I was newly diagnosed, and roughly three months into this odyssey. My family decided to go skiing for the evening, a pastime we hadn’t ventured into since my D-day. After a handful of runs, we all headed for the lodge for dinner. I found my own, packed with my food and insulin. I took out my meal and then fished for my insulin. Empty space. I discreetly looked in the other coolers. Not there, either. By now my mother has seen what I’m up to, and the realization marred her face.

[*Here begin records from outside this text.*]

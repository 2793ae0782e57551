//! Job launcher.
//!
//! Submission is delegated to Helm: the rendered manifest becomes the values
//! file of a training-job chart release named after the job.

use std::path::Path;
use std::process::Command;

use anyhow::{Context, Result};
use tracing::{debug, info};

/// Default chart used to turn a job configuration into cluster resources.
pub const DEFAULT_CHART: &str = "trainjob/training-job";

/// Helm release backing a submitted job.
#[derive(Debug, Clone, PartialEq, Eq)]
pub struct Release {
    pub name: String,
    pub namespace: String,
}

/// Applies rendered manifests to the cluster.
#[cfg_attr(test, mockall::automock)]
pub trait Launcher {
    /// Submit the manifest at `manifest` as `release`.
    ///
    /// # Errors
    ///
    /// Returns an error if the submission fails.
    fn install(&self, release: &Release, manifest: &Path) -> Result<()>;

    /// Remove everything installed for `release`.
    ///
    /// # Errors
    ///
    /// Returns an error if the release cannot be removed.
    fn uninstall(&self, release: &Release) -> Result<()>;
}

/// Launcher that shells out to `helm`.
#[derive(Debug, Clone)]
pub struct HelmLauncher {
    chart: String,
}

impl Default for HelmLauncher {
    fn default() -> Self {
        Self::new(DEFAULT_CHART)
    }
}

impl HelmLauncher {
    pub fn new(chart: impl Into<String>) -> Self {
        Self {
            chart: chart.into(),
        }
    }

    fn install_args(&self, release: &Release, manifest: &Path) -> Vec<String> {
        vec![
            "install".to_string(),
            release.name.clone(),
            self.chart.clone(),
            "--namespace".to_string(),
            release.namespace.clone(),
            "--values".to_string(),
            manifest.display().to_string(),
        ]
    }

    fn uninstall_args(release: &Release) -> Vec<String> {
        vec![
            "uninstall".to_string(),
            release.name.clone(),
            "--namespace".to_string(),
            release.namespace.clone(),
        ]
    }

    fn run(args: &[String]) -> Result<()> {
        debug!(command = %format!("helm {}", args.join(" ")), "Running helm");
        let output = Command::new("helm")
            .args(args)
            .output()
            .context("Failed to run helm (is it installed and on PATH?)")?;

        if !output.status.success() {
            let stderr = String::from_utf8_lossy(&output.stderr);
            anyhow::bail!("helm {} failed: {}", args[0], stderr.trim());
        }
        Ok(())
    }
}

impl Launcher for HelmLauncher {
    fn install(&self, release: &Release, manifest: &Path) -> Result<()> {
        info!(release = %release.name, namespace = %release.namespace, chart = %self.chart, "Installing job release");
        Self::run(&self.install_args(release, manifest))
    }

    fn uninstall(&self, release: &Release) -> Result<()> {
        info!(release = %release.name, namespace = %release.namespace, "Uninstalling job release");
        Self::run(&Self::uninstall_args(release))
    }
}

#[cfg(test)]
mod tests {
    use super::*;

    fn release() -> Release {
        Release {
            name: "test-job".into(),
            namespace: "kubeflow".into(),
        }
    }

    #[test]
    fn test_install_args() {
        let launcher = HelmLauncher::new("./charts/training-job");
        let args = launcher.install_args(&release(), Path::new("/tmp/test-job-abc.yaml"));
        assert_eq!(
            args,
            vec![
                "install",
                "test-job",
                "./charts/training-job",
                "--namespace",
                "kubeflow",
                "--values",
                "/tmp/test-job-abc.yaml",
            ]
        );
    }

    #[test]
    fn test_uninstall_args() {
        assert_eq!(
            HelmLauncher::uninstall_args(&release()),
            vec!["uninstall", "test-job", "--namespace", "kubeflow"]
        );
    }

    #[test]
    fn test_default_chart() {
        let launcher = HelmLauncher::default();
        let args = launcher.install_args(&release(), Path::new("m.yaml"));
        assert_eq!(args[2], DEFAULT_CHART);
    }
}
//! List pods command.

use anyhow::Result;
use clap::Args;

use super::resolve_namespace;
use crate::cluster::{ClusterClient, PodList, PodSummary};
use crate::error::CliError;
use crate::kubeconfig::ContextProvider;
use crate::ui;

const ACTION: &str = "list pods for training job";

/// List the pods of a training job.
#[derive(Args, Debug, Clone)]
pub struct ListPodsCommand {
    /// Name of the training job.
    #[arg(long)]
    pub job_name: String,

    /// Namespace of the job (defaults to the current context's namespace).
    #[arg(long, short = 'n')]
    pub namespace: Option<String>,
}

impl ListPodsCommand {
    /// # Errors
    ///
    /// Returns an error if the namespace cannot be resolved or listing fails.
    pub async fn execute(
        &self,
        cluster: &dyn ClusterClient,
        context: &dyn ContextProvider,
    ) -> Result<PodList> {
        let namespace = resolve_namespace(self.namespace.as_deref(), context)?;
        let pods = cluster.list_pods_for_job(&self.job_name, &namespace).await?;
        Ok(PodList {
            pods: pods
                .iter()
                .map(|pod| PodSummary::from_pod(pod, &namespace))
                .collect(),
        })
    }

    /// # Errors
    ///
    /// Returns [`CliError::Unexpected`] wrapping any failure.
    pub async fn run(
        &self,
        cluster: &dyn ClusterClient,
        context: &dyn ContextProvider,
    ) -> Result<(), CliError> {
        let list = self
            .execute(cluster, context)
            .await
            .map_err(|e| CliError::unexpected(ACTION, e))?;
        ui::print_json(&list).map_err(|e| CliError::unexpected(ACTION, e))
    }
}

#[cfg(test)]
mod tests {
    use super::*;
    use crate::commands::tests::{pod, FakeCluster, FixedContext};

    #[tokio::test]
    async fn test_list_pods() {
        let cluster = FakeCluster {
            pods: vec![
                pod("test-job-master-0", "kubeflow"),
                pod("test-job-worker-0", "kubeflow"),
            ],
            ..FakeCluster::default()
        };
        let command = ListPodsCommand {
            job_name: "test-job".into(),
            namespace: None,
        };
        let list = command.execute(&cluster, &FixedContext).await.unwrap();
        assert_eq!(list.pods.len(), 2);
        assert_eq!(list.pods[1].pod_name, "test-job-worker-0");
        assert_eq!(cluster.calls(), vec!["pods kubeflow/test-job"]);

        let rendered = serde_json::to_value(&list).unwrap();
        assert_eq!(rendered["pods"][0]["Status"], "Running");
    }

    #[tokio::test]
    async fn test_list_pods_failure_is_wrapped() {
        let cluster = FakeCluster::failing("Unauthorized");
        let command = ListPodsCommand {
            job_name: "test-job".into(),
            namespace: Some("kubeflow".into()),
        };
        let err = command.run(&cluster, &FixedContext).await.unwrap_err();
        assert_eq!(
            err.to_string(),
            "Unexpected error happens when trying to list pods for training job: Unauthorized"
        );
    }
}
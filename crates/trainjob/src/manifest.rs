//! Temporary rendered manifest.
//!
//! The manifest file lives exactly as long as its [`RenderedManifest`]; it is
//! removed when the value is dropped, on success and failure paths alike.

use std::io::Write;
use std::path::Path;

use anyhow::{Context, Result};
use serde_yaml::Value;
use tempfile::TempPath;
use tracing::{debug, warn};

/// A composed job configuration written to a temporary YAML file.
#[derive(Debug)]
pub struct RenderedManifest {
    path: Option<TempPath>,
}

impl RenderedManifest {
    /// Serialize `config` and write it to a fresh temporary file.
    ///
    /// # Errors
    ///
    /// Returns an error if serialization fails or the file cannot be written.
    pub fn write(config: &Value, job_name: &str) -> Result<Self> {
        let yaml = serde_yaml::to_string(config).context("Failed to serialize job manifest")?;

        let mut file = tempfile::Builder::new()
            .prefix(&format!("{job_name}-"))
            .suffix(".yaml")
            .tempfile()
            .context("Failed to create temporary manifest file")?;
        file.write_all(yaml.as_bytes())
            .context("Failed to write temporary manifest file")?;
        file.flush()
            .context("Failed to flush temporary manifest file")?;

        let path = file.into_temp_path();
        debug!(path = %path.display(), "Wrote job manifest");
        Ok(Self { path: Some(path) })
    }

    /// Location of the manifest on disk.
    #[must_use]
    pub fn path(&self) -> &Path {
        self.path.as_deref().unwrap_or_else(|| Path::new(""))
    }
}

impl Drop for RenderedManifest {
    fn drop(&mut self) {
        let Some(path) = self.path.take() else {
            return;
        };
        let shown = path.display().to_string();
        match path.close() {
            Ok(()) => debug!(path = %shown, "Removed job manifest"),
            Err(e) => warn!(path = %shown, error = %e, "Failed to remove job manifest"),
        }
    }
}

#[cfg(test)]
mod tests {
    use super::*;

    #[test]
    fn test_manifest_removed_on_drop() {
        let config: Value = serde_yaml::from_str("cluster:\n  cluster_type: k8s\n").unwrap();
        let manifest = RenderedManifest::write(&config, "test-job").unwrap();
        let path = manifest.path().to_path_buf();

        assert!(path.exists());
        let written = std::fs::read_to_string(&path).unwrap();
        assert!(written.contains("cluster_type: k8s"));
        assert!(path
            .file_name()
            .and_then(|n| n.to_str())
            .is_some_and(|n| n.starts_with("test-job-") && n.ends_with(".yaml")));

        drop(manifest);
        assert!(!path.exists());
    }

    #[test]
    fn test_manifest_removed_on_early_return() {
        fn submit(config: &Value, seen: &mut Option<std::path::PathBuf>) -> Result<()> {
            let manifest = RenderedManifest::write(config, "failing-job")?;
            *seen = Some(manifest.path().to_path_buf());
            anyhow::bail!("apply failed")
        }

        let mut seen = None;
        let config = Value::Mapping(serde_yaml::Mapping::new());
        assert!(submit(&config, &mut seen).is_err());
        assert!(!seen.unwrap().exists());
    }

    #[test]
    fn test_already_removed_file_does_not_panic() {
        let config = Value::Mapping(serde_yaml::Mapping::new());
        let manifest = RenderedManifest::write(&config, "gone").unwrap();
        std::fs::remove_file(manifest.path()).unwrap();
        drop(manifest);
    }
}
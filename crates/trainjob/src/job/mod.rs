//! Job submission model.
//!
//! [`JobSubmissionRequest`] is the validated, flag-sourced description of a
//! training job. It converts into the dotted-path overrides applied on top of
//! the base job template.

pub mod definition;
pub mod instance;
pub mod labels;
pub mod names;
pub mod volumes;

use std::collections::BTreeMap;

use clap::ValueEnum;
use serde_yaml::{Mapping, Value};

pub use definition::{JobDefinition, ValidatedDefinition};
pub use instance::{InstanceFamily, InstanceType};
pub use labels::{LabelSelector, LabelValue};
pub use names::validate_name;
pub use volumes::{LocalVolume, PersistentVolumeClaim};

use crate::error::TemplateError;
use crate::template::Override;

/// Label read by Kueue to pick the local queue.
pub const QUEUE_NAME_LABEL: &str = "kueue.x-k8s.io/queue-name";
/// Label read by Kueue to pick the workload priority class.
pub const PRIORITY_CLASS_LABEL: &str = "kueue.x-k8s.io/priority-class";
/// Annotation enabling job auto-resume on node failure.
pub const AUTO_RESUME_ANNOTATION: &str = "sagemaker.amazonaws.com/enable-job-auto-resume";
/// Annotation capping auto-resume attempts.
pub const MAX_RETRY_ANNOTATION: &str = "sagemaker.amazonaws.com/job-max-retry-count";

/// Container image pull policy.
#[derive(Debug, Clone, Copy, PartialEq, Eq, Default, ValueEnum)]
pub enum PullPolicy {
    #[value(name = "Always")]
    Always,
    #[default]
    #[value(name = "IfNotPresent")]
    IfNotPresent,
    #[value(name = "Never")]
    Never,
}

impl std::fmt::Display for PullPolicy {
    fn fmt(&self, f: &mut std::fmt::Formatter<'_>) -> std::fmt::Result {
        match self {
            Self::Always => write!(f, "Always"),
            Self::IfNotPresent => write!(f, "IfNotPresent"),
            Self::Never => write!(f, "Never"),
        }
    }
}

/// Restart policy for training replicas.
#[derive(Debug, Clone, Copy, PartialEq, Eq, Default, ValueEnum)]
pub enum RestartPolicy {
    #[value(name = "Always")]
    Always,
    #[default]
    #[value(name = "OnFailure")]
    OnFailure,
    #[value(name = "Never")]
    Never,
    #[value(name = "ExitCode")]
    ExitCode,
}

impl std::fmt::Display for RestartPolicy {
    fn fmt(&self, f: &mut std::fmt::Formatter<'_>) -> std::fmt::Result {
        match self {
            Self::Always => write!(f, "Always"),
            Self::OnFailure => write!(f, "OnFailure"),
            Self::Never => write!(f, "Never"),
            Self::ExitCode => write!(f, "ExitCode"),
        }
    }
}

/// Queue placement for the workload-queueing layer. Both halves are always set.
#[derive(Debug, Clone, PartialEq, Eq)]
pub struct QueueAssignment {
    pub queue_name: String,
    pub priority: String,
}

/// Auto-resume settings.
#[derive(Debug, Clone, Copy, PartialEq, Eq)]
pub struct AutoResume {
    pub max_retry: Option<u32>,
}

/// A fully validated job built from command-line flags.
#[derive(Debug, Clone)]
pub struct JobSubmissionRequest {
    pub job_name: String,
    /// Explicit namespace; `None` means the current context's namespace.
    pub namespace: Option<String>,
    pub instance_type: InstanceType,
    pub image: String,
    pub node_count: u32,
    pub tasks_per_node: u32,
    pub entry_script: String,
    pub auto_resume: Option<AutoResume>,
    pub label_selector: LabelSelector,
    pub queue: Option<QueueAssignment>,
    pub service_account_name: Option<String>,
    pub persistent_volume_claims: Vec<PersistentVolumeClaim>,
    pub volumes: Vec<LocalVolume>,
    pub pull_policy: PullPolicy,
    pub restart_policy: RestartPolicy,
    pub environment: BTreeMap<String, String>,
    pub results_dir: Option<String>,
}

impl JobSubmissionRequest {
    /// Overrides to apply on top of the base template, given the resolved namespace.
    ///
    /// # Errors
    ///
    /// Returns [`TemplateError::Serialize`] if a structured value cannot be
    /// converted to YAML.
    pub fn overrides(&self, namespace: &str) -> Result<Vec<Override>, TemplateError> {
        let mut overrides = vec![
            Override::new("training_cfg.run.name", self.job_name.as_str()),
            Override::new("training_cfg.run.nodes", u64::from(self.node_count)),
            Override::new(
                "training_cfg.run.ntasks_per_node",
                u64::from(self.tasks_per_node),
            ),
            Override::new("training_cfg.entry_script", self.entry_script.as_str()),
            Override::new("container", self.image.as_str()),
            Override::new("cluster.instance_type", self.instance_type.name()),
            Override::new("cluster.cluster_config.namespace", namespace),
            Override::new(
                "cluster.cluster_config.pullPolicy",
                self.pull_policy.to_string(),
            ),
            Override::new(
                "cluster.cluster_config.restartPolicy",
                self.restart_policy.to_string(),
            ),
        ];

        if let Some(account) = &self.service_account_name {
            overrides.push(Override::new(
                "cluster.cluster_config.service_account_name",
                account.as_str(),
            ));
        }

        if !self.label_selector.is_empty() {
            overrides.push(Override::serialized(
                "cluster.cluster_config.label_selector",
                &self.label_selector,
            )?);
        }

        if !self.persistent_volume_claims.is_empty() {
            overrides.push(Override::serialized(
                "cluster.cluster_config.persistent_volume_claims",
                &self.persistent_volume_claims,
            )?);
        }

        if !self.volumes.is_empty() {
            overrides.push(Override::serialized(
                "cluster.cluster_config.volumes",
                &self.volumes,
            )?);
        }

        let annotations = self.annotations();
        if !annotations.is_empty() {
            overrides.push(Override::new(
                "cluster.cluster_config.annotations",
                Value::Mapping(annotations),
            ));
        }

        if let Some(queue) = &self.queue {
            let mut labels = Mapping::new();
            labels.insert(QUEUE_NAME_LABEL.into(), queue.queue_name.as_str().into());
            labels.insert(PRIORITY_CLASS_LABEL.into(), queue.priority.as_str().into());
            overrides.push(Override::new(
                "cluster.cluster_config.custom_labels",
                Value::Mapping(labels),
            ));
        }

        if !self.environment.is_empty() {
            overrides.push(Override::serialized("env_vars", &self.environment)?);
        }

        let results_dir = self
            .results_dir
            .clone()
            .unwrap_or_else(|| format!("./results/{}", self.job_name));
        overrides.push(Override::new("base_results_dir", results_dir));

        Ok(overrides)
    }

    fn annotations(&self) -> Mapping {
        let mut annotations = Mapping::new();
        if let Some(auto_resume) = self.auto_resume {
            annotations.insert(AUTO_RESUME_ANNOTATION.into(), "true".into());
            if let Some(max_retry) = auto_resume.max_retry {
                annotations.insert(MAX_RETRY_ANNOTATION.into(), max_retry.to_string().into());
            }
        }
        annotations
    }
}

#[cfg(test)]
pub(crate) mod tests {
    use super::*;

    pub(crate) fn sample_request() -> JobSubmissionRequest {
        JobSubmissionRequest {
            job_name: "test-job".into(),
            namespace: None,
            instance_type: "ml.c5.xlarge".parse().unwrap(),
            image: "pytorch:1.9.0-cuda11.1-cudnn8-runtime".into(),
            node_count: 2,
            tasks_per_node: 1,
            entry_script: "/opt/train/src/train.py".into(),
            auto_resume: None,
            label_selector: LabelSelector::default(),
            queue: None,
            service_account_name: None,
            persistent_volume_claims: Vec::new(),
            volumes: Vec::new(),
            pull_policy: PullPolicy::default(),
            restart_policy: RestartPolicy::default(),
            environment: BTreeMap::new(),
            results_dir: None,
        }
    }

    fn find<'a>(overrides: &'a [Override], path: &str) -> Option<&'a Value> {
        overrides.iter().find(|o| o.path() == path).map(Override::value)
    }

    #[test]
    fn test_minimal_overrides() {
        let overrides = sample_request().overrides("kubeflow").unwrap();
        assert_eq!(
            find(&overrides, "training_cfg.run.name"),
            Some(&Value::from("test-job"))
        );
        assert_eq!(find(&overrides, "training_cfg.run.nodes"), Some(&Value::from(2u64)));
        assert_eq!(
            find(&overrides, "cluster.cluster_config.namespace"),
            Some(&Value::from("kubeflow"))
        );
        assert_eq!(
            find(&overrides, "base_results_dir"),
            Some(&Value::from("./results/test-job"))
        );
        assert!(find(&overrides, "cluster.cluster_config.annotations").is_none());
        assert!(find(&overrides, "cluster.cluster_config.custom_labels").is_none());
    }

    #[test]
    fn test_queue_and_auto_resume_overrides() {
        let mut request = sample_request();
        request.queue = Some(QueueAssignment {
            queue_name: "test-priority-queue".into(),
            priority: "high-priority".into(),
        });
        request.auto_resume = Some(AutoResume { max_retry: Some(3) });

        let overrides = request.overrides("kubeflow").unwrap();
        let labels = find(&overrides, "cluster.cluster_config.custom_labels").unwrap();
        assert_eq!(labels[QUEUE_NAME_LABEL], Value::from("test-priority-queue"));
        assert_eq!(labels[PRIORITY_CLASS_LABEL], Value::from("high-priority"));

        let annotations = find(&overrides, "cluster.cluster_config.annotations").unwrap();
        assert_eq!(annotations[AUTO_RESUME_ANNOTATION], Value::from("true"));
        assert_eq!(annotations[MAX_RETRY_ANNOTATION], Value::from("3"));
    }

    #[test]
    fn test_volume_overrides_keep_order() {
        let mut request = sample_request();
        request.persistent_volume_claims =
            volumes::parse_persistent_volume_claims("claim1:test1,claim2:test2").unwrap();

        let overrides = request.overrides("default").unwrap();
        let claims = find(&overrides, "cluster.cluster_config.persistent_volume_claims")
            .and_then(Value::as_sequence)
            .unwrap();
        assert_eq!(claims.len(), 2);
        assert_eq!(claims[0]["claimName"], Value::from("claim1"));
        assert_eq!(claims[1]["mountPath"], Value::from("test2"));
    }
}
//! UI helpers for the CLI.
//!
//! Status lines are colored; structured results are printed as pretty JSON so
//! they can be piped into other tools.

use anyhow::Result;
use colored::Colorize;
use serde::Serialize;

/// Print a success message.
pub fn print_success(message: &str) {
    println!("{} {}", "✓".green().bold(), message.green());
}

/// Print an error message.
pub fn print_error(message: &str) {
    eprintln!("{} {}", "✗".red().bold(), message.red());
}

/// Print an info message.
pub fn print_info(message: &str) {
    println!("{} {}", "ℹ".blue().bold(), message);
}

/// Print an aligned key/value line.
pub fn print_kv(key: &str, value: &str) {
    println!("  {:<12} {}", format!("{key}:").bright_black(), value);
}

/// Print a value as pretty JSON on stdout.
///
/// # Errors
///
/// Returns an error if the value cannot be serialized.
pub fn print_json<T: Serialize + ?Sized>(value: &T) -> Result<()> {
    println!("{}", serde_json::to_string_pretty(value)?);
    Ok(())
}
//! Kubernetes resource-name checks for job names and namespaces.

use crate::error::ValidationError;

/// Longest name accepted for a job or namespace (RFC 1123 label).
pub const MAX_NAME_LENGTH: usize = 63;

/// Check `value` is an RFC 1123 label: lowercase alphanumerics and `-`,
/// starting and ending with an alphanumeric, at most 63 characters.
///
/// # Errors
///
/// Returns [`ValidationError::InvalidName`] describing the first violation.
pub fn validate_name(field: &'static str, value: &str) -> Result<(), ValidationError> {
    let invalid = |reason| ValidationError::InvalidName {
        field,
        value: value.to_string(),
        reason,
    };

    if value.is_empty() {
        return Err(invalid("must not be empty"));
    }
    if value.len() > MAX_NAME_LENGTH {
        return Err(invalid("must be at most 63 characters"));
    }
    if !value
        .bytes()
        .all(|b| b.is_ascii_lowercase() || b.is_ascii_digit() || b == b'-')
    {
        return Err(invalid(
            "may only contain lowercase letters, digits and '-'",
        ));
    }
    if value.starts_with('-') || value.ends_with('-') {
        return Err(invalid("must start and end with a letter or digit"));
    }
    Ok(())
}

#[cfg(test)]
mod tests {
    use super::*;

    #[test]
    fn test_valid_names() {
        for name in ["test-job", "a", "job-2", &"x".repeat(MAX_NAME_LENGTH)] {
            assert!(validate_name("job-name", name).is_ok(), "{name}");
        }
    }

    #[test]
    fn test_rejected_names() {
        for name in [
            "",
            "Test-Job",
            "x\nextra_key: injected",
            "a\"b",
            "team/job",
            "-job",
            "job-",
            "job.name",
            &"x".repeat(MAX_NAME_LENGTH + 1),
        ] {
            assert!(
                matches!(
                    validate_name("job-name", name),
                    Err(ValidationError::InvalidName { field: "job-name", .. })
                ),
                "{name:?}"
            );
        }
    }

    #[test]
    fn test_message_names_field() {
        let err = validate_name("namespace", "Team_A").unwrap_err();
        assert!(err.to_string().starts_with("Invalid namespace 'Team_A'"));
    }
}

After a frantic and fruitless search, she turned to me and said, “It’s not here. We must have left it home.” An overwhelming air of guilt clung to her words, and as if in cruel response, my stomach growled in an inappropriately loud squeal. Her eyes watered and I sat with my family. What else was there to do? I couldn’t eat without taking insulin. They ate and I worried that my glucose level would be through the roof when I got home. Thanks Murphy.

A decade later, I was a week away from getting married. I had started using insulin pump therapy. At the time I had two pumps, which at some point require maintenance. This default forces the machines to shut off so that you must send the pumps to the distributor.

It was also the last day of the school year and I was on a field trip with my senior students. We’d just finished lunch and I was about to bolus when my pump vibrated and chimed ominously. I tried to silence it, but sure enough, it was the maintenance alarm, and in a flash, the pump was dead.

I arranged a ride back to my school where I located my backup supplies and injected insulin for the first time in years. I smiled wryly about how much I enjoyed no longer having to do such.

When I got home I immediately set up my second pump, and just as I was about to prime it, the machine vibrated and chimed ominously. The maintenance alarm. I buried my face in my arms and began to cry just as my fiancée came home bursting with chatter about the big day. I looked up and wondered how to begin. Murphy, would you please do me the honor?

I have countless more scenarios about things gone wrong and how I had to make it all work. That’s the constructive consequence of Murphy’s Law—it makes you quick on your feet. Though it’s small solace considering the myriad hoops jumped through. Therefore, be on the lookout for Murphy. He’ll spring up, unwanted and unexpected, and you’ll deal. Then you’ll relax and take solace in your success. That is, until next time.

Eric Devine, 30, has lived with type 1 diabetes since he was 12. He lives in upstate New York with his wife and two daughters where he works as a high school English teacher. Devine is an avid writer and is currently seeking publication of two Young Adult novel manuscripts.